With this in mind, it seems like the promise of the Unix Way has been lost. When questioned about this very topic, the one and only Rob Pike has been quoted as saying “Those days are dead and gone and the eulogy was delivered by Perl.” With the admission that a more cohesive general-purpose environment is more suited to modern computing, one wonders if the idea of small tools is at fault or whether the sands of time have simply diluted the initial simplicity of the Unix environment. In my view, Perl is hardly a model of cohesion or simplicity, so to say that it improves upon the standard Unix tools is particularly damning.

What would a programming environment look like that embodies the original ideals of the Unix Way? An environment of easily composable tools that perform extremely general but specific functions? The answer is right there in the question merely by the mention of “functions” and “composable”. Modern functional programming languages such as Clojure and Haskell are the closest thing we have to what Unix was intended to be.

Clojure, like most Lisp-like functional languages, is a small kernel with most of the language built up in itself. The idea is that small primitive functions, each doing something basic, are combined to form higher-level functions until finally we have implemented the entire language. Functions in Clojure are inherently composable. That is, like the Unix tools, functions can be combined together to perform more complex tasks. The flexibility of the macro language even allows pipe-like syntax operators so that functions can be composed left-to-right.

Beyond what functional languages give us to mimic Unix, they far surpass it in the flexibility of the data output. Instead of plain text output we have data structures like lists and maps that are easily traversed to transform the data into what we need for the next step of the operation.

However, despite all of the advantages of functional languages, I still write shell scripts. Why? They are the most immediate way to interact with the OS. Unfortunately, languages like Clojure are cumbersome to use to do something quick and dirty. Even Perl can be tricky due to the sheer size of the language and the possibility of module dependencies. Microsoft had a good start with its Powershell programming language in that data is output as parseable object rather than plain text, but it is marred by PHP/Perl-like syntax and procedural focus. Doing many things requires knowledge of .NET and cumbersome syntax to integrate it into the shell.
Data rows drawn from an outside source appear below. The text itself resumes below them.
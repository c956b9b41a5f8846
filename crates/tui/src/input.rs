use std::fmt;

/// Longest number the prompt accepts.
pub const MAX_INPUT_LEN: usize = 9;

/// Why typed input was rejected.
#[derive(Debug, Clone, PartialEq, Eq)]
pub enum InputError {
    Empty,
    NotANumber(String),
    OutOfRange { value: u64, min: u64, max: u64 },
}

impl fmt::Display for InputError {
    fn fmt(&self, f: &mut fmt::Formatter<'_>) -> fmt::Result {
        match self {
            InputError::Empty => write!(f, "Type a number and press Enter"),
            InputError::NotANumber(raw) => write!(f, "'{raw}' is not a number"),
            InputError::OutOfRange { value, min, max } => {
                write!(f, "{value} is out of range ({min}-{max})")
            }
        }
    }
}

/// Parse a whole number within `min..=max`.
pub fn parse_number(raw: &str, min: u64, max: u64) -> Result<u64, InputError> {
    let trimmed = raw.trim();
    if trimmed.is_empty() {
        return Err(InputError::Empty);
    }
    let value: u64 = trimmed
        .parse()
        .map_err(|_| InputError::NotANumber(trimmed.to_string()))?;
    if value < min || value > max {
        return Err(InputError::OutOfRange { value, min, max });
    }
    Ok(value)
}

/// Parse a 1-based menu choice into a 0-based index.
pub fn parse_choice(raw: &str, count: usize) -> Result<usize, InputError> {
    parse_number(raw, 1, count as u64).map(|value| value as usize - 1)
}

/// Text typed at the prompt.
#[derive(Debug, Clone, Default)]
pub struct InputLine {
    buffer: String,
}

impl InputLine {
    pub fn push(&mut self, ch: char) {
        if !ch.is_control() && self.buffer.chars().count() < MAX_INPUT_LEN {
            self.buffer.push(ch);
        }
    }

    pub fn backspace(&mut self) {
        self.buffer.pop();
    }

    pub fn as_str(&self) -> &str {
        &self.buffer
    }

    /// Return the typed text and clear the line.
    pub fn take(&mut self) -> String {
        std::mem::take(&mut self.buffer)
    }

    pub fn clear(&mut self) {
        self.buffer.clear();
    }
}
//! Storyline chapters unlocked by player level.

const CHAPTERS: &[(u32, &str)] = &[
    (
        1,
        "You start your journey as a space trader, aiming to make a name for yourself in the cosmos.",
    ),
    (
        2,
        "After several successful trades, you hear rumors of a hidden treasure on a distant planet.",
    ),
    (
        3,
        "As you expand your trade routes, you encounter a group of pirates who challenge your dominance.",
    ),
    (
        4,
        "You discover an ancient technology that could revolutionize space travel, but it's protected by a powerful faction.",
    ),
    (
        5,
        "With your growing reputation, you are invited to join a prestigious space traders' guild.",
    ),
];

/// Read-only access to the chapter table.
#[derive(Debug, Clone, Copy, Default)]
pub struct Storyline;

impl Storyline {
    /// Chapter unlocked exactly at `level`, if any.
    pub fn chapter(level: u32) -> Option<&'static str> {
        CHAPTERS
            .iter()
            .find(|(chapter, _)| *chapter == level)
            .map(|(_, text)| *text)
    }

    /// Every chapter up to and including `level`, in order.
    pub fn chapters_up_to(level: u32) -> Vec<&'static str> {
        CHAPTERS
            .iter()
            .take_while(|(chapter, _)| *chapter <= level)
            .map(|(_, text)| *text)
            .collect()
    }
}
I’m not advocating a return to Lisp machines here. We tried that and it didn’t work. Symbolics is dead, and no one even gave a eulogy at that funeral. Plan 9 OS never took off, probably because it’s too abstract and elitist. I do think that revisiting some of what we consider Unix gospel is worthwhile though. What if we keep the good – “small tools that do one thing well” – and change one or two not so good things – “everything is plain text, everything is a file”? What if we said that all command output was an S-expression (data list) and that instead of files to interact with the kernel, we had functions or S-expressions? For that matter, for the sake of argument, what if everything was JSON? Maybe getting data from the kernel process list was the act of mapping a function over that data structure?

I think that a lot of progress could be made in by applying some ideas of functional programming to the standard Unix way of computing.

Advertisements

Written by newcome

March 6, 2012 at 1:54 am

Posted in Uncategorized

31 Responses

Subscribe to comments with RSS.

  1. Take a close look at PowerShell’s design/philosphy on Windows.

    Will Smith

    March 6, 2012 at 6:43 am

  2. Will, you’re correct that PowerShell has the right philosophy. Maybe I haven’t given it quite a fair shake here. I also didn’t realize that there was an open source effort (http://sourceforge.net/projects/pash/) to make it portable until I looked into it after your comment. I might have a look and make some further comparisons.

    newcome

    March 6, 2012 at 6:53 am

  3. S-expressions or JSON would make command output difficult for humans to read when we’re just typing at the terminal. Maybe the output should change format depending on whether it was requested by a terminal or another script? Maybe the caller should be able to specify the format?

    Chris "Jesdisciple"

    March 7, 2012 at 8:19 am

  4. On second thought, just make a command that takes the S-expression or JSON and reformats it as plain text. So instead of `find –text {…}’ we have `find {…} | text’ (keeping with Bash, because I don’t know what our hypothetical language’s syntax is).

    Chris "Jesdisciple"

    March 7, 2012 at 8:26 am

  5. Absolutely! You totally get it. Just like in .NET/etc, where most things implement ToString() to provide a basic human-readable representation. It could be a command, but would be even nicer to be a part of the shell. When going out to the shell the data would be printed according to a default text transformation. This would let you customize the way your shell shows data by providing your own formatter, etc.

    newcome

    March 7, 2012 at 11:52 am

  6. Well, toString is more like `–text’ than `| text’… It’s got to be implemented again and again for every class (unless you want Object.toString, which is rare).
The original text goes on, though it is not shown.